> _Records from a dataset_
┌──
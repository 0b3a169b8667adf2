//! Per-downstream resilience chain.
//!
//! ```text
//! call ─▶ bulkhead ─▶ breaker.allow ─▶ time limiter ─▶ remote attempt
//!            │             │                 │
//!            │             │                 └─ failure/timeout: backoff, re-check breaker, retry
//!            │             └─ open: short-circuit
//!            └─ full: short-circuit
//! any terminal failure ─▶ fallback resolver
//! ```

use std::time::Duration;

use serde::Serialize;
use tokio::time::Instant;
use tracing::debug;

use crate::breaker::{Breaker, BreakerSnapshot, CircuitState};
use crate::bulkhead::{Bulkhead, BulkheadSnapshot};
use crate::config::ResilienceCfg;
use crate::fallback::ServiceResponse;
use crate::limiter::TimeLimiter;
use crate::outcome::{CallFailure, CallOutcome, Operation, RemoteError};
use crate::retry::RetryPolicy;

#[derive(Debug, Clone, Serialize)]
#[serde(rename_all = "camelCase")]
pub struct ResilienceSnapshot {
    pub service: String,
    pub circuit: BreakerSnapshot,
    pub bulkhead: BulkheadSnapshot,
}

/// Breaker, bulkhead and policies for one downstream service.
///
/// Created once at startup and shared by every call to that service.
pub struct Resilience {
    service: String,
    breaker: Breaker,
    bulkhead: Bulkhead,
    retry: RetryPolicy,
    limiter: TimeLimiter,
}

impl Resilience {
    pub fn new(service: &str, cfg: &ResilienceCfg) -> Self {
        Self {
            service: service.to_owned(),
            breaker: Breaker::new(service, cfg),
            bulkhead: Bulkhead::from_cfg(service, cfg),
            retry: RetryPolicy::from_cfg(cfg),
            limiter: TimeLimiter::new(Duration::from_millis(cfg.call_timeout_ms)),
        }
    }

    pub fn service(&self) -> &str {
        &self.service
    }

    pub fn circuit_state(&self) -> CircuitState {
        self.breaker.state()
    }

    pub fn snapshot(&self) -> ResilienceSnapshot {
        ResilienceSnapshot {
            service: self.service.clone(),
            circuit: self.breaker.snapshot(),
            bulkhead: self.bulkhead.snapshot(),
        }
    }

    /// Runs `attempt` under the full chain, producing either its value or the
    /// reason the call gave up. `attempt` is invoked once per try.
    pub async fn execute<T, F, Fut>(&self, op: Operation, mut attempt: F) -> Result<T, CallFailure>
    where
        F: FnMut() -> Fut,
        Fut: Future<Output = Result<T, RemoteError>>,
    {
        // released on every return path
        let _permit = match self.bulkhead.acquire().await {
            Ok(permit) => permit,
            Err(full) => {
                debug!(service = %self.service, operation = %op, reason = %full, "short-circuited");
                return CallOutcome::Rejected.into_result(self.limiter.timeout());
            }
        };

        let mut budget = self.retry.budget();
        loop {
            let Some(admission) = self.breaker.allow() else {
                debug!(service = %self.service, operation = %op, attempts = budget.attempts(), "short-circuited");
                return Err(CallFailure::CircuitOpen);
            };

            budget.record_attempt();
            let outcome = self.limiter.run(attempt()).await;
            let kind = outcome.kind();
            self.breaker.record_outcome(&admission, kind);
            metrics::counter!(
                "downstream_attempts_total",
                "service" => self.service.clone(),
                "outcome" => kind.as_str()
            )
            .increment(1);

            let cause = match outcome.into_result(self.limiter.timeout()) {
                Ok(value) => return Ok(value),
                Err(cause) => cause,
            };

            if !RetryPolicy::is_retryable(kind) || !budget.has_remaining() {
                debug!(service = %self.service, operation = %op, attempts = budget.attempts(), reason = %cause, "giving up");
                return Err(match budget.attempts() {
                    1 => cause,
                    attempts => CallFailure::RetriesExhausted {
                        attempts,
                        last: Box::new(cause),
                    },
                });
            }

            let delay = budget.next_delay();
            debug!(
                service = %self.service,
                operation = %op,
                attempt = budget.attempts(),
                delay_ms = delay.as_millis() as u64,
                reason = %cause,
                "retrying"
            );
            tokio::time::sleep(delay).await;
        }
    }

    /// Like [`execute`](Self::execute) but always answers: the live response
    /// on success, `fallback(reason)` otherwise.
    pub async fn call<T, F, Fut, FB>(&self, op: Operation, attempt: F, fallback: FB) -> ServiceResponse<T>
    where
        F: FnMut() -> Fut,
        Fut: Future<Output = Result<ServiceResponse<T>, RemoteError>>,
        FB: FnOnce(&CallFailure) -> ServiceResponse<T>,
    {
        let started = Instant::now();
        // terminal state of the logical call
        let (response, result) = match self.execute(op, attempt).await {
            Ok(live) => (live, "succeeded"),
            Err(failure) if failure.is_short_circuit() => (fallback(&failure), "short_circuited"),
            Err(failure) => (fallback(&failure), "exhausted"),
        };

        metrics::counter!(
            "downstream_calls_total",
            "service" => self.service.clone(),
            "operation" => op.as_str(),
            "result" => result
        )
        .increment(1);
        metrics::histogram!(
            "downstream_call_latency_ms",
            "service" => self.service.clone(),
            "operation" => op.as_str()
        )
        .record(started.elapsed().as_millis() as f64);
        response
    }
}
└──
┌──
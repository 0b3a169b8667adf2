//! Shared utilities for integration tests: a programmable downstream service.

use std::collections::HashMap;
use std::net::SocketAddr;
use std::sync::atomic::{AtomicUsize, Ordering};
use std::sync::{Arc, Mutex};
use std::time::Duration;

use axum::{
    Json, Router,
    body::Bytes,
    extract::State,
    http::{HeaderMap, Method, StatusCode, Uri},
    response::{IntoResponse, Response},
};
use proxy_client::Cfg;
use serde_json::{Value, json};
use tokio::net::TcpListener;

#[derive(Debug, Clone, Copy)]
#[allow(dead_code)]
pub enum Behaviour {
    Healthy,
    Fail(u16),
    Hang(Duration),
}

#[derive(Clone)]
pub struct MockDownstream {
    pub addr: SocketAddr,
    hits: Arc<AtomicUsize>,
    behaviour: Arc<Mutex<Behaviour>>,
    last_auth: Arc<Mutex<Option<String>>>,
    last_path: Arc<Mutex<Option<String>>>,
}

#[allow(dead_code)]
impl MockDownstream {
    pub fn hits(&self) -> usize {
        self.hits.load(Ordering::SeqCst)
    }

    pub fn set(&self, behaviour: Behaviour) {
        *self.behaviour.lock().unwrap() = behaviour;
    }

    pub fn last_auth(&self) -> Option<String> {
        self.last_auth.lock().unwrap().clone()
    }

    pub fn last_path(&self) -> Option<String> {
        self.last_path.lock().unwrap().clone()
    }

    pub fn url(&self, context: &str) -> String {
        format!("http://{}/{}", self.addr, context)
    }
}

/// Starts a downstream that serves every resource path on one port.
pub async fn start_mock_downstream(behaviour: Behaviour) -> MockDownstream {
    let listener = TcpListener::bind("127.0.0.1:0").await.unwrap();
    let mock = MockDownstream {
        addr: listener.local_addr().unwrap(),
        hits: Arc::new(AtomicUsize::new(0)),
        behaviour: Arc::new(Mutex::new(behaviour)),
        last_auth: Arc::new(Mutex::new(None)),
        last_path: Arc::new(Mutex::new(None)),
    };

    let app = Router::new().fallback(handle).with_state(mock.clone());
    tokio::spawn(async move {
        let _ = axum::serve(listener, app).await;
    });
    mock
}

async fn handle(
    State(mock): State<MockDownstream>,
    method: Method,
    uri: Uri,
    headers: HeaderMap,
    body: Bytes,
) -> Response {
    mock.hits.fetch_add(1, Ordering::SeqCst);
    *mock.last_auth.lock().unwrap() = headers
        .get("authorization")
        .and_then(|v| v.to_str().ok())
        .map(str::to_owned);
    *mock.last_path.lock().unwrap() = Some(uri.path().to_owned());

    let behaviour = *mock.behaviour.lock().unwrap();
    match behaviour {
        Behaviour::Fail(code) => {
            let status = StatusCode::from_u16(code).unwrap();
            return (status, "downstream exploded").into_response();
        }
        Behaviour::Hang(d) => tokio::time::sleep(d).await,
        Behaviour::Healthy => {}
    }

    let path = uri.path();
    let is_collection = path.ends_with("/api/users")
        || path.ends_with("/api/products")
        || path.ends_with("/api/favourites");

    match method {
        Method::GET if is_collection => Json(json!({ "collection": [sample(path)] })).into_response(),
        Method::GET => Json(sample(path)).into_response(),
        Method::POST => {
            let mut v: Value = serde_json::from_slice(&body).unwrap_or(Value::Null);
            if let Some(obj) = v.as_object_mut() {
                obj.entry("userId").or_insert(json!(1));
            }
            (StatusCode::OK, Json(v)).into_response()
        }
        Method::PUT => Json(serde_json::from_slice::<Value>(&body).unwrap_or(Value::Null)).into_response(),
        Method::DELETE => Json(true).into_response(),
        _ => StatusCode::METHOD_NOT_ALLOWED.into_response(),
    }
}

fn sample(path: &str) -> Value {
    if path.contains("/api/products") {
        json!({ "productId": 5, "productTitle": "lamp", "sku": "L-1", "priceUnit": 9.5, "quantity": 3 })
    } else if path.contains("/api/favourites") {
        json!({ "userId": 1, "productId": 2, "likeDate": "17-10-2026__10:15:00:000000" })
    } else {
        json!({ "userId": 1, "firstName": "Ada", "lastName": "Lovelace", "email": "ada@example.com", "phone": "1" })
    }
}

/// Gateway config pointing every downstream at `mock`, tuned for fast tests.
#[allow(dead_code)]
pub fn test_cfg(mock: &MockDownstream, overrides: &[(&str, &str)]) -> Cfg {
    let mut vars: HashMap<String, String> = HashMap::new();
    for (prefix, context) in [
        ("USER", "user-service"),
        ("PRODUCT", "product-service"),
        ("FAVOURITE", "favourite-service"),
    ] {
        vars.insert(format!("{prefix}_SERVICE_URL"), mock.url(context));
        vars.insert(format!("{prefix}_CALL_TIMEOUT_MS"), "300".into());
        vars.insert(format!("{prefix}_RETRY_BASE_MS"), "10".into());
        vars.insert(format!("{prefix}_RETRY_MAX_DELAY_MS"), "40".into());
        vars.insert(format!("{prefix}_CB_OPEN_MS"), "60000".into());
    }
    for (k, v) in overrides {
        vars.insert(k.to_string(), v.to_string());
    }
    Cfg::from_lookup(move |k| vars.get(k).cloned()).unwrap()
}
└──
> _Directions_
Check each line above for the word "budget" and copy every line that has it.

> _Task response_
        let mut budget = self.retry.budget();
                debug!(service = %self.service, operation = %op, attempts = budget.attempts(), "short-circuited");
            budget.record_attempt();
            if !RetryPolicy::is_retryable(kind) || !budget.has_remaining() {
                debug!(service = %self.service, operation = %op, attempts = budget.attempts(), reason = %cause, "giving up");
                return Err(match budget.attempts() {
            let delay = budget.next_delay();
                attempt = budget.attempts(),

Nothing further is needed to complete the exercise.